If LN is exposed to intense ultrashort light pulses in the visible frequency range, two-photon absorption may lead to free carrier generation, in turn resulting in the formation of small polarons. Small polarons are charge carriers trapped by the self-induced lattice distortion, which extends over their closest surroundings. Electrons self-trapped at the regular NbNb5+ ions of the LN lattice form the most simple polaron species, free small polarons, while electrons captured at NbLi5+, a defect characteristic for the non-stoichiometric LN, are bound small polarons. Nearest neighbour pairs NbNb5+ - NbLi5+ can accommodate two electrons forming a bound bipolaron, which can be dissociated optically as well as thermally. The polarons affect strongly the linear and nonlinear optical properties of LN, thus understanding their microscopic structure and the related physical properties is essential.
Studies of nonlinear interactions of small polarons with short, intense laser pulses in LN have been already performed by different research groups. However, the formation time of small polarons and the delay with respect to the two-photon absorption was unknown so far. Creatively, by varying the pulse length, H. Badorreck and co-authors determined these with good accuracy using the z-scan method complemented by their own developments.
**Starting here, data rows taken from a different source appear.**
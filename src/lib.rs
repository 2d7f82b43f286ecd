//! # MoySklad API Rust SDK
//!
//! A Rust SDK for the MoySklad JSON API (`api/remap/1.2`), providing
//! type-safe configuration, authentication, an async HTTP client with typed
//! errors, a query composer and concurrent retrieval of whole collections.
//!
//! ## Overview
//!
//! This SDK provides:
//! - Type-safe configuration via [`ClientConfig`] and [`ClientConfigBuilder`]
//! - Basic (login/password) and bearer token authentication via [`AuthCredential`]
//! - An async HTTP client, [`HttpClient`], that classifies failed responses
//!   into [`GenericError`] or [`ApiError`]
//! - Translation of pagination, expand, filter, order and search options into
//!   query parameters via [`query`]
//! - Concurrency-limited fetching of every page of a collection via [`batch`]
//! - Typed entities with CRUD operations via [`rest`]
//!
//! ## Quick Start
//!
//! ```rust
//! use moysklad::{AuthCredential, BatchOptions, ClientConfig, HttpClient};
//!
//! let config = ClientConfig::builder()
//!     .auth(AuthCredential::basic("admin@company", "secret").unwrap())
//!     .batch_options(BatchOptions::new(1000, 100, 5).unwrap())
//!     .build()
//!     .unwrap();
//!
//! let client = HttpClient::new(config).unwrap();
//! assert_eq!(
//!     client.build_url("entity/product"),
//!     "https://api.moysklad.ru/api/remap/1.2/entity/product"
//! );
//! ```
//!
//! ## Making API Requests
//!
//! ```rust,ignore
//! use moysklad::query::{compose_search_parameters, Filter, PageRequestOptions};
//!
//! let options = PageRequestOptions::new()
//!     .limit(100)
//!     .filter(Filter::equals("archived", false));
//! let params = compose_search_parameters(&options)?;
//!
//! let response = client.get("entity/product", params).await?;
//! let page: moysklad::batch::Page<serde_json::Value> = response.json()?;
//! ```
//!
//! ## Fetching Whole Collections
//!
//! ```rust,ignore
//! use moysklad::rest::{resources::Product, Entity};
//! use moysklad::query::PageRequestOptions;
//!
//! // First page, then the remaining pages concurrently, rows in order
//! let products = Product::all(&client, &PageRequestOptions::new()).await?;
//! println!("{} products", products.rows.len());
//! ```
//!
//! ## Error Handling
//!
//! ```rust,ignore
//! use moysklad::HttpError;
//!
//! match client.get(["entity", "product", "missing"], None).await {
//!     Ok(response) => println!("{}", response.body),
//!     Err(HttpError::Api(err)) => println!("{} (code {})", err.message, err.code),
//!     Err(HttpError::Generic(err)) => println!("{}", err.message),
//!     Err(other) => println!("{other}"),
//! }
//! ```
//!
//! ## Logging
//!
//! The SDK emits `tracing` events at debug level for every request, failed
//! response and batch fetch. It never installs a subscriber.
//!
//! ## Design Principles
//!
//! - **No global state**: Configuration is instance-based and passed explicitly
//! - **Fail-fast validation**: All newtypes validate on construction
//! - **Thread-safe**: All types are `Send + Sync`
//! - **Async-first**: Designed for use with Tokio async runtime
//! - **No retries**: Every call issues exactly one HTTP request per page

pub mod auth;
pub mod batch;
pub mod clients;
pub mod config;
pub mod error;
pub mod query;
pub mod rest;

// Re-export public types at crate root for convenience
pub use auth::AuthCredential;
pub use config::{BaseUrl, BatchOptions, ClientConfig, ClientConfigBuilder};
pub use error::ConfigError;

// Re-export HTTP client types
pub use clients::{
    ApiError, GenericError, HttpClient, HttpError, HttpMethod, HttpRequest, HttpRequestBuilder,
    HttpResponse, RequestPath,
};

// Re-export query and batch entry points
pub use batch::{batch_get, CollectionResult, Page};
pub use query::{compose_search_parameters, PageRequestOptions, QueryError};
//! Product entity.
//!
//! # Example
//!
//! ```rust,ignore
//! use moysklad::rest::{resources::Product, Entity};
//! use moysklad::query::{Filter, PageRequestOptions};
//!
//! // Every non-archived product
//! let options = PageRequestOptions::new().filter(Filter::equals("archived", false));
//! let products = Product::all(&client, &options).await?;
//!
//! // Create
//! let product = Product {
//!     name: Some("Chair".to_string()),
//!     article: Some("CH-01".to_string()),
//!     ..Default::default()
//! };
//! let saved = product.create(&client).await?;
//! ```

use chrono::NaiveDateTime;
use serde::{Deserialize, Serialize};

use crate::rest::{Entity, EntityMeta, EntityRef};

/// One sale price of a product.
///
/// `value` is in the smallest currency unit (kopecks for RUB).
#[derive(Debug, Clone, Serialize, Deserialize, Default, PartialEq)]
#[serde(rename_all = "camelCase")]
pub struct SalePrice {
    /// Price in minor units.
    pub value: f64,

    /// Currency of the price.
    #[serde(default, skip_serializing_if = "Option::is_none")]
    pub currency: Option<EntityRef>,

    /// Price type this value belongs to.
    #[serde(default, skip_serializing_if = "Option::is_none")]
    pub price_type: Option<EntityRef>,
}

/// A product (a good sold by the account).
///
/// ## Read-Only Fields
/// - `meta`, `id`, `account_id`
/// - `path_name` - Name of the product folder
/// - `updated` - Last modification time
#[derive(Debug, Clone, Serialize, Deserialize, Default, PartialEq)]
#[serde(rename_all = "camelCase")]
pub struct Product {
    /// Entity metadata.
    /// Read-only field.
    #[serde(default, skip_serializing)]
    pub meta: Option<EntityMeta>,

    /// Product id (UUID).
    /// Read-only field.
    #[serde(default, skip_serializing)]
    pub id: Option<String>,

    /// Account id (UUID).
    /// Read-only field.
    #[serde(default, skip_serializing)]
    pub account_id: Option<String>,

    /// Product name.
    #[serde(default, skip_serializing_if = "Option::is_none")]
    pub name: Option<String>,

    /// Product code.
    #[serde(default, skip_serializing_if = "Option::is_none")]
    pub code: Option<String>,

    /// External code used by integrations.
    #[serde(default, skip_serializing_if = "Option::is_none")]
    pub external_code: Option<String>,

    /// Article (SKU).
    #[serde(default, skip_serializing_if = "Option::is_none")]
    pub article: Option<String>,

    #[serde(default, skip_serializing_if = "Option::is_none")]
    pub description: Option<String>,

    /// Whether the product is archived.
    #[serde(default, skip_serializing_if = "Option::is_none")]
    pub archived: Option<bool>,

    /// Name of the containing product folder.
    /// Read-only field.
    #[serde(default, skip_serializing)]
    pub path_name: Option<String>,

    /// Sale prices, one per price type.
    #[serde(default, skip_serializing_if = "Vec::is_empty")]
    pub sale_prices: Vec<SalePrice>,

    /// Owner employee.
    #[serde(default, skip_serializing_if = "Option::is_none")]
    pub owner: Option<EntityRef>,

    /// Last modification time.
    /// Read-only field.
    #[serde(default, skip_serializing, with = "crate::rest::datetime::option")]
    pub updated: Option<NaiveDateTime>,
}

impl Entity for Product {
    const NAME: &'static str = "product";
    const PATH: &'static str = "entity/product";
}

#[cfg(test)]
mod tests {
    use super::*;
    use serde_json::json;

    #[test]
    fn test_product_deserializes_api_representation() {
        let product: Product = serde_json::from_value(json!({
            "meta": {
                "href": "https://api.moysklad.ru/api/remap/1.2/entity/product/7944ef04",
                "type": "product",
                "mediaType": "application/json"
            },
            "id": "7944ef04",
            "accountId": "1185513e",
            "name": "Chair",
            "code": "00001",
            "externalCode": "ext-1",
            "archived": false,
            "pathName": "Furniture",
            "updated": "2024-03-01 12:30:45.123",
            "salePrices": [{"value": 150000.0, "priceType": {"meta": {
                "href": "https://api.moysklad.ru/api/remap/1.2/context/companysettings/pricetype/1",
                "type": "pricetype"
            }}}]
        }))
        .unwrap();

        assert_eq!(product.id.as_deref(), Some("7944ef04"));
        assert_eq!(product.path_name.as_deref(), Some("Furniture"));
        assert_eq!(product.sale_prices.len(), 1);
        assert!((product.sale_prices[0].value - 150_000.0).abs() < f64::EPSILON);
        assert_eq!(
            product.updated.unwrap().format("%Y-%m-%d %H:%M:%S%.3f").to_string(),
            "2024-03-01 12:30:45.123"
        );
    }

    #[test]
    fn test_product_serialization_skips_read_only_fields() {
        let product = Product {
            id: Some("7944ef04".to_string()),
            account_id: Some("1185513e".to_string()),
            name: Some("Chair".to_string()),
            article: Some("CH-01".to_string()),
            path_name: Some("Furniture".to_string()),
            updated: crate::rest::datetime::parse("2024-03-01 12:30:45").ok(),
            ..Default::default()
        };

        let value = serde_json::to_value(&product).unwrap();
        assert_eq!(value, json!({"name": "Chair", "article": "CH-01"}));
    }

    #[test]
    fn test_product_endpoint() {
        assert_eq!(Product::NAME, "product");
        assert_eq!(Product::PATH, "entity/product");
    }
}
The well-designed experimental setup consists of a prism pulse stretcher/compressor, a spatial frequency filter, and the common z-scan configuration. The concept of the work is the examination of nonlinear absorption by means of open-aperture z-scan measurements using pulses of duration varying from 70 fs to 1 ps, keeping the pulse energy at a constant value. For the evaluation the standard z-scan model is complemented by a model of the temporal evolution of the free carriers and of the small polarons, and by their effect on the sample transmission. The entire set of z-scan curves relative to different pulse durations is successfully fitted with a single parameter set. From the fitting the two-photon absorption coefficient, the small polaron absorption cross-section and characteristic times for electron-phonon relaxation, for interband relaxation, and for the formation of small polarons, are determined.
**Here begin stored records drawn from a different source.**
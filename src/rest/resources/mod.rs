//! Entity types with their endpoints.
//!
//! Each entity implements [`Entity`](crate::rest::Entity). Fields the server
//! owns are marked read-only and never serialized, so an entity value can be
//! sent back as a create or update body.

mod counterparty;
mod product;

pub use counterparty::{CompanyType, Counterparty};
pub use product::{Product, SalePrice};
The authors performed the fitting with the standard model as well, in this way taking into consideration only two-photon absorption. A good fit was found for the shortest pulse duration, about 70 fs, which is closest to the time delay between the optical excitation of free carriers by two-photon absorption and the appearance of small polarons. For longer pulses, on the contrary, the fitting to the standard model leads to worse fits and a dependence of the best-fitting value of the two-photon absorption on the pulse length. This verifies the reliability of the model elaborated by the authors of this Optics Express article.
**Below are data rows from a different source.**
//! Configuration types for the MoySklad API SDK.
//!
//! This module provides the configuration a client is constructed from.
//!
//! # Overview
//!
//! - [`ClientConfig`]: All settings for one client instance
//! - [`ClientConfigBuilder`]: A builder for constructing [`ClientConfig`] instances
//! - [`BatchOptions`]: Page sizes and concurrency for whole-collection fetches
//! - [`BaseUrl`]: A validated API base URL
//!
//! # Example
//!
//! ```rust
//! use moysklad::{AuthCredential, BatchOptions, ClientConfig};
//!
//! let config = ClientConfig::builder()
//!     .auth(AuthCredential::token("my-token").unwrap())
//!     .batch_options(BatchOptions::new(500, 50, 2).unwrap())
//!     .build()
//!     .unwrap();
//!
//! assert_eq!(config.batch_options().concurrency_limit(), 2);
//! ```

mod newtypes;

pub use newtypes::BaseUrl;

use std::time::Duration;

use crate::auth::AuthCredential;
use crate::error::ConfigError;

/// SDK version from Cargo.toml.
pub const SDK_VERSION: &str = env!("CARGO_PKG_VERSION");

/// Returns the default `User-Agent` string sent with every request.
#[must_use]
pub fn default_user_agent() -> String {
    format!("moysklad-api-rust/{SDK_VERSION}")
}

/// Page sizes and concurrency used when fetching an entire collection.
///
/// Every value is at least 1.
///
/// # Defaults
///
/// - `page_limit`: 1000
/// - `expanded_page_limit`: 100 (responses with expanded relations are heavier)
/// - `concurrency_limit`: 3
#[derive(Clone, Copy, Debug, PartialEq, Eq)]
pub struct BatchOptions {
    page_limit: u32,
    expanded_page_limit: u32,
    concurrency_limit: usize,
}

impl BatchOptions {
    /// Creates validated batch options.
    ///
    /// # Errors
    ///
    /// Returns [`ConfigError::InvalidBatchOption`] if any value is zero.
    pub fn new(
        page_limit: u32,
        expanded_page_limit: u32,
        concurrency_limit: usize,
    ) -> Result<Self, ConfigError> {
        if page_limit == 0 {
            return Err(invalid_option("page_limit"));
        }
        if expanded_page_limit == 0 {
            return Err(invalid_option("expanded_page_limit"));
        }
        if concurrency_limit == 0 {
            return Err(invalid_option("concurrency_limit"));
        }
        Ok(Self {
            page_limit,
            expanded_page_limit,
            concurrency_limit,
        })
    }

    /// Page size for collections fetched without `expand`.
    #[must_use]
    pub const fn page_limit(&self) -> u32 {
        self.page_limit
    }

    /// Page size for collections fetched with `expand`.
    #[must_use]
    pub const fn expanded_page_limit(&self) -> u32 {
        self.expanded_page_limit
    }

    /// Maximum number of page requests in flight at once.
    #[must_use]
    pub const fn concurrency_limit(&self) -> usize {
        self.concurrency_limit
    }

    /// Selects the page size for a fetch.
    #[must_use]
    pub const fn limit_for(&self, uses_expand: bool) -> u32 {
        if uses_expand {
            self.expanded_page_limit
        } else {
            self.page_limit
        }
    }
}

impl Default for BatchOptions {
    fn default() -> Self {
        Self {
            page_limit: 1000,
            expanded_page_limit: 100,
            concurrency_limit: 3,
        }
    }
}

fn invalid_option(field: &'static str) -> ConfigError {
    ConfigError::InvalidBatchOption {
        field,
        reason: "must be at least 1".to_string(),
    }
}

/// Configuration for one API client.
///
/// All fields are immutable once built. Clients keep their own
/// configuration; nothing is stored globally.
#[derive(Clone, Debug)]
pub struct ClientConfig {
    base_url: BaseUrl,
    user_agent: String,
    auth: AuthCredential,
    batch_options: BatchOptions,
    request_timeout: Option<Duration>,
}

impl ClientConfig {
    /// Creates a new builder for constructing a `ClientConfig`.
    #[must_use]
    pub fn builder() -> ClientConfigBuilder {
        ClientConfigBuilder::new()
    }

    /// Returns the API base URL.
    #[must_use]
    pub const fn base_url(&self) -> &BaseUrl {
        &self.base_url
    }

    /// Returns the `User-Agent` header value.
    #[must_use]
    pub fn user_agent(&self) -> &str {
        &self.user_agent
    }

    /// Returns the authentication credential.
    #[must_use]
    pub const fn auth(&self) -> &AuthCredential {
        &self.auth
    }

    /// Returns the batch fetch options.
    #[must_use]
    pub const fn batch_options(&self) -> &BatchOptions {
        &self.batch_options
    }

    /// Returns the per-request timeout, if one is configured.
    ///
    /// `None` means requests wait indefinitely.
    #[must_use]
    pub const fn request_timeout(&self) -> Option<Duration> {
        self.request_timeout
    }
}

// Verify ClientConfig is Send + Sync at compile time
const _: fn() = || {
    const fn assert_send_sync<T: Send + Sync>() {}
    assert_send_sync::<ClientConfig>();
};

/// Builder for constructing [`ClientConfig`] instances.
///
/// Only `auth` is required.
///
/// # Defaults
///
/// - `base_url`: [`BaseUrl::DEFAULT`]
/// - `user_agent`: `moysklad-api-rust/<version>`
/// - `batch_options`: [`BatchOptions::default`]
/// - `request_timeout`: `None`
#[derive(Debug, Default)]
pub struct ClientConfigBuilder {
    base_url: Option<BaseUrl>,
    user_agent: Option<String>,
    auth: Option<AuthCredential>,
    batch_options: Option<BatchOptions>,
    request_timeout: Option<Duration>,
}

impl ClientConfigBuilder {
    /// Creates a new builder with default values.
    #[must_use]
    pub fn new() -> Self {
        Self::default()
    }

    /// Sets the API base URL.
    #[must_use]
    pub fn base_url(mut self, base_url: BaseUrl) -> Self {
        self.base_url = Some(base_url);
        self
    }

    /// Sets the `User-Agent` header value.
    #[must_use]
    pub fn user_agent(mut self, user_agent: impl Into<String>) -> Self {
        self.user_agent = Some(user_agent.into());
        self
    }

    /// Sets the authentication credential (required).
    #[must_use]
    pub fn auth(mut self, auth: AuthCredential) -> Self {
        self.auth = Some(auth);
        self
    }

    /// Sets the batch fetch options.
    #[must_use]
    pub const fn batch_options(mut self, options: BatchOptions) -> Self {
        self.batch_options = Some(options);
        self
    }

    /// Sets a timeout applied to every request.
    #[must_use]
    pub const fn request_timeout(mut self, timeout: Duration) -> Self {
        self.request_timeout = Some(timeout);
        self
    }

    /// Builds the [`ClientConfig`].
    ///
    /// # Errors
    ///
    /// Returns [`ConfigError::MissingRequiredField`] if `auth` is not set and
    /// [`ConfigError::EmptyUserAgent`] if an empty user agent was supplied.
    pub fn build(self) -> Result<ClientConfig, ConfigError> {
        let auth = self
            .auth
            .ok_or(ConfigError::MissingRequiredField { field: "auth" })?;

        let user_agent = match self.user_agent {
            Some(ua) if ua.trim().is_empty() => return Err(ConfigError::EmptyUserAgent),
            Some(ua) => ua,
            None => default_user_agent(),
        };

        Ok(ClientConfig {
            base_url: self.base_url.unwrap_or_default(),
            user_agent,
            auth,
            batch_options: self.batch_options.unwrap_or_default(),
            request_timeout: self.request_timeout,
        })
    }
}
These interesting and important results have great importance in many other fields of research, such as nonlinear frequency conversion. They are especially interesting in the field of high-energy THz generation. In oxide crystals and semiconductors at high pump energies multiphoton absorption may lead to free carrier generation causing strong absorption in the THz frequency range. The results presented in this article may be important for research aiming to find the optimal THz generator material and optimal pumping conditions.